Profile: Ed Watson, head of PR, Debenhams

The head of PR at Debenhams is using his creative talent to build a PR strategy that taps into the psyche of the nation, finds Kate Magee.

Ed Watson
Ed Watson

Have you ever seen a giant alligator in a supermarket car park, urging you to recycle your aluminium cans? If the answer is yes, chances are you have already met Ed Watson. He has come a long way since his first job in PR, and now heads comms for one of Britain's oldest and best-known high-street retailers.

But as he poses among the mannequins for PRWeek's shoot, causing many customers in Debenhams' flagship store on Oxford Street to stop and stare, it is clear he still understands how to gain the attention of consumers.
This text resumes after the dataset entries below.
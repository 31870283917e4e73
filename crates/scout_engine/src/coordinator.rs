use std::sync::atomic::{AtomicBool, AtomicU64, Ordering};
use std::sync::{Arc, Mutex, PoisonError};
use std::time::Duration;

use engine_logging::{engine_debug, engine_info, engine_warn};
use scout_core::{Observation, RequestError, ResultRow, RunId, RunRequest};
use tokio::runtime::Handle;
use tokio::sync::mpsc;
use tokio_util::sync::CancellationToken;

use crate::source::{ChannelEventSink, ScrapeSource};
use crate::{JobPosting, ResultBuffer, ScrapeError, ScrapeEvent, ScrapeQuery};

#[derive(Debug, Clone)]
pub struct CoordinatorSettings {
    /// Events the source may queue ahead of the drain loop.
    pub channel_capacity: usize,
    /// How long a stopped source may take to close its loader and report the end.
    pub source_grace: Duration,
}

impl Default for CoordinatorSettings {
    fn default() -> Self {
        Self {
            channel_capacity: 32,
            source_grace: Duration::from_secs(10),
        }
    }
}

#[derive(Debug, thiserror::Error)]
pub enum CoordinatorError {
    #[error("invalid run request: {0}")]
    InvalidRequest(#[from] RequestError),
}

/// Starts scrape runs: one background task per run, one fresh buffer per run.
pub struct ScrapeCoordinator {
    source: Arc<dyn ScrapeSource>,
    runtime: Handle,
    settings: CoordinatorSettings,
    next_run_id: AtomicU64,
    active: Mutex<Option<CancellationToken>>,
}

impl ScrapeCoordinator {
    pub fn new(source: Arc<dyn ScrapeSource>, runtime: Handle, settings: CoordinatorSettings) -> Self {
        Self {
            source,
            runtime,
            settings,
            next_run_id: AtomicU64::new(1),
            active: Mutex::new(None),
        }
    }

    /// Validates the request, spawns the run's task and returns without waiting for it.
    /// A previous run that is still going is cancelled first.
    pub fn start_run(&self, request: RunRequest) -> Result<RunHandle, CoordinatorError> {
        request.validate()?;
        if request.keyword.trim().is_empty() {
            engine_warn!("Starting run with an empty keyword; results will be unfiltered");
        }

        let run_id = self.next_run_id.fetch_add(1, Ordering::Relaxed);
        let cancel = CancellationToken::new();
        let previous = self
            .active
            .lock()
            .unwrap_or_else(PoisonError::into_inner)
            .replace(cancel.clone());
        if let Some(previous) = previous {
            if !previous.is_cancelled() {
                engine_info!("Cancelling previous run before starting run {}", run_id);
                previous.cancel();
            }
        }

        let shared = Arc::new(RunShared::default());
        let query = ScrapeQuery::from_request(&request);
        engine_info!(
            "Starting run {} keyword={:?} location={:?} experience={} target={}",
            run_id,
            request.keyword,
            request.location,
            request.experience_level,
            request.target_count
        );

        self.runtime.spawn(run_task(
            self.source.clone(),
            query,
            request.clone(),
            run_id,
            shared.clone(),
            cancel.clone(),
            self.settings.clone(),
        ));

        Ok(RunHandle {
            run_id,
            request,
            shared,
            cancel,
        })
    }
}

#[derive(Default)]
struct RunShared {
    buffer: ResultBuffer,
    errors: Mutex<Vec<ScrapeError>>,
    finished: AtomicBool,
    cancel_requested: AtomicBool,
}

impl RunShared {
    fn record_error(&self, error: ScrapeError) {
        self.errors
            .lock()
            .unwrap_or_else(PoisonError::into_inner)
            .push(error);
    }

    fn errors(&self) -> Vec<ScrapeError> {
        self.errors
            .lock()
            .unwrap_or_else(PoisonError::into_inner)
            .clone()
    }
}

/// The run context shared between the coordinator's task and the reporter.
#[derive(Clone)]
pub struct RunHandle {
    run_id: RunId,
    request: RunRequest,
    shared: Arc<RunShared>,
    cancel: CancellationToken,
}

impl RunHandle {
    pub fn run_id(&self) -> RunId {
        self.run_id
    }

    pub fn request(&self) -> &RunRequest {
        &self.request
    }

    pub fn buffer(&self) -> &ResultBuffer {
        &self.shared.buffer
    }

    pub fn errors(&self) -> Vec<ScrapeError> {
        self.shared.errors()
    }

    pub fn error_count(&self) -> usize {
        self.shared
            .errors
            .lock()
            .unwrap_or_else(PoisonError::into_inner)
            .len()
    }

    /// Stops the run's task right away.
    pub fn cancel(&self) {
        self.cancel.cancel();
    }

    /// Asks the reporter polling this run to cancel it on its next tick.
    pub fn request_cancel(&self) {
        self.shared.cancel_requested.store(true, Ordering::Release);
    }

    pub fn cancel_requested(&self) -> bool {
        self.shared.cancel_requested.load(Ordering::Acquire)
    }

    pub fn is_cancelled(&self) -> bool {
        self.cancel.is_cancelled()
    }

    /// True once the background task has returned and every row is in the buffer.
    pub fn is_finished(&self) -> bool {
        self.shared.finished.load(Ordering::Acquire)
    }

    /// Everything the reporter needs for one tick. `seen` is how many rows it already has.
    pub fn observe(&self, seen: usize, elapsed: Duration) -> Observation {
        // Flags first: a finished task has already pushed all of its rows.
        let source_finished = self.is_finished();
        let cancelled = self.is_cancelled();
        Observation {
            new_rows: self.shared.buffer.rows_since(seen),
            error_count: self.error_count(),
            source_finished,
            cancelled,
            elapsed,
        }
    }
}

async fn run_task(
    source: Arc<dyn ScrapeSource>,
    query: ScrapeQuery,
    request: RunRequest,
    run_id: RunId,
    shared: Arc<RunShared>,
    cancel: CancellationToken,
    settings: CoordinatorSettings,
) {
    let (tx, rx) = mpsc::channel(settings.channel_capacity.max(1));
    // Cancelled by the run token, or by the drain loop once the target is met.
    let source_cancel = cancel.child_token();

    let produce = {
        let source_cancel = source_cancel.clone();
        async move {
            let sink = ChannelEventSink::new(tx);
            let run = source.run(query, &sink, source_cancel.clone());
            tokio::pin!(run);
            tokio::select! {
                () = &mut run => return,
                () = source_cancel.cancelled() => {}
            }
            // Stopped sources still get to release their loader and report the end.
            engine_debug!("Run {} source stopping", run_id);
            if tokio::time::timeout(settings.source_grace, run).await.is_err() {
                engine_warn!(
                    "Run {} source ignored cancellation for {:?}; dropping it",
                    run_id,
                    settings.source_grace
                );
            }
        }
    };
    let drain = drain_events(rx, &request, run_id, &shared, &source_cancel);

    tokio::join!(produce, drain);
    shared.finished.store(true, Ordering::Release);
    engine_info!(
        "Run {} task finished with {} rows and {} errors",
        run_id,
        shared.buffer.len(),
        shared.errors().len()
    );
}

async fn drain_events(
    mut rx: mpsc::Receiver<ScrapeEvent>,
    request: &RunRequest,
    run_id: RunId,
    shared: &RunShared,
    source_cancel: &CancellationToken,
) {
    let target = request.target_count;
    while let Some(event) = rx.recv().await {
        match event {
            ScrapeEvent::Item(posting) => {
                if shared.buffer.len() >= target {
                    engine_debug!("Run {} dropping item past target: {}", run_id, posting.link);
                    continue;
                }
                let len = shared.buffer.push(row_from_posting(request, posting));
                engine_debug!("Run {} item {}/{}", run_id, len, target);
                if len >= target {
                    engine_info!("Run {} reached target of {} rows", run_id, target);
                    source_cancel.cancel();
                }
            }
            ScrapeEvent::Error(error) => {
                engine_warn!("Run {} source error: {}", run_id, error);
                shared.record_error(error);
            }
            ScrapeEvent::End => {
                engine_info!("Run {} source reported end", run_id);
            }
        }
    }
}

/// Keyword and level come from the request, never from the posting.
pub(crate) fn row_from_posting(request: &RunRequest, posting: JobPosting) -> ResultRow {
    ResultRow {
        search_keyword: request.keyword.clone(),
        title: posting.title,
        company: posting.company,
        link: posting.link,
        location: posting.place,
        description: posting.description,
        date: posting.date,
        experience_level: request.experience_level,
    }
}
Three weeks ago, Debenhams generated widespread coverage when it used non-airbrushed images of models to launch a swimwear range. Body image has become a theme for Debenhams in recent months - in February it hit headlines for using size 16 mannequins. Watson admits he is using the brand to 'be quite evangelical about making women feel good about themselves,' as it did when in the same month Debenhams became the first high street retailer to use a disabled model for a shoot.

Watson's talent for creating quirky consumer-trend stories was honed during his ten years at Asda, and is now injecting personality into the Debenhams brand.
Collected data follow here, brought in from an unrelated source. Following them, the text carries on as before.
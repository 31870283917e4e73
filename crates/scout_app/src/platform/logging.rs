//! Logger setup for the `scout` binary.
//!
//! A run keeps the terminal for its progress bar, so it only logs to the log
//! file. Other commands also echo to the terminal.

use std::fs::File;
use std::path::Path;

use log::LevelFilter;
use simplelog::{
    ColorChoice, CombinedLogger, Config, ConfigBuilder, SharedLogger, TermLogger, TerminalMode,
    WriteLogger,
};

pub enum LogDestination {
    /// Only the log file.
    File,
    /// The log file and stderr.
    Both,
}

/// Installs the global logger. The log file is truncated on every start.
pub fn initialize(destination: LogDestination, level: LevelFilter, log_file: &Path) {
    let config = build_config();

    let mut loggers: Vec<Box<dyn SharedLogger>> = Vec::new();
    if let LogDestination::Both = destination {
        loggers.push(TermLogger::new(
            level,
            config.clone(),
            TerminalMode::Stderr,
            ColorChoice::Auto,
        ));
    }
    if let Some(file_logger) = create_file_logger(level, config, log_file) {
        loggers.push(file_logger);
    }
    if loggers.is_empty() {
        return;
    }

    let _ = CombinedLogger::init(loggers);
}

fn build_config() -> Config {
    ConfigBuilder::new()
        .set_time_format_rfc3339()
        .set_target_level(LevelFilter::Error)
        .build()
}

fn create_file_logger(
    level: LevelFilter,
    config: Config,
    log_path: &Path,
) -> Option<Box<WriteLogger<File>>> {
    match File::create(log_path) {
        Ok(file) => Some(WriteLogger::new(level, config, file)),
        Err(err) => {
            eprintln!("Warning: Could not create log file at {:?}: {}", log_path, err);
            None
        }
    }
}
During his two years as head of PR for the department store chain, he has overhauled the comms strategy from focusing on two separate areas - fashion and corporate - to taking a more 'holistic' approach. 'Not everyone reads the fashion or corporate pages. The new strategy is to create PR that gets into the psyche of the nation and creates a talking point,' he says.
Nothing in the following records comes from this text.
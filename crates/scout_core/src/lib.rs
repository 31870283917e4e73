//! Scout core: run data model and the pure run-progress state machine.
mod effect;
mod model;
mod msg;
mod state;
mod update;
mod view_model;

pub use effect::Effect;
pub use model::{ExperienceLevel, RequestError, ResultRow, RunId, RunRequest, RESULT_COLUMNS};
pub use msg::{Msg, Observation};
pub use state::{RunLimits, RunState, RunStatus};
pub use update::update;
pub use view_model::RunViewModel;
He claims the brand now gets similar media coverage to Marks & Spencer.

'It's easy enough to come up with creative ideas, but Ed manages to make them relevant so that they resonate with his target audience every time,' says Brian Beech, MD of Biss Lancaster.

Beech, who met Watson several years ago when he was his manager at GTPR and now counts him as a client, adds: 'They are the stuff that water cooler conversations are made of - fun, factual and always fascinating.'

Watson says these ideas are created by thinking 'like a journalist'. He trains his team to operate as a newsroom. 'At our annual bra fitting event, we noticed that older customers were looking for younger styles. We positioned it as "cougar mania", showing that older women were happier in their bodies. This delivered coverage at the front of the paper, but the story then moved back to features and fashion,' he says.

In the future, Watson believes retailers will start acting as a wider source of information for customers. 'We get nearly two million hits a week on our website. That's higher than most national newspapers. Consumers will begin to look to the brands they are shopping with as a source of information because it is convenient to get everything in one place,' he says. He adds this approach is also being used by some media brands that are putting links to retailers on their site.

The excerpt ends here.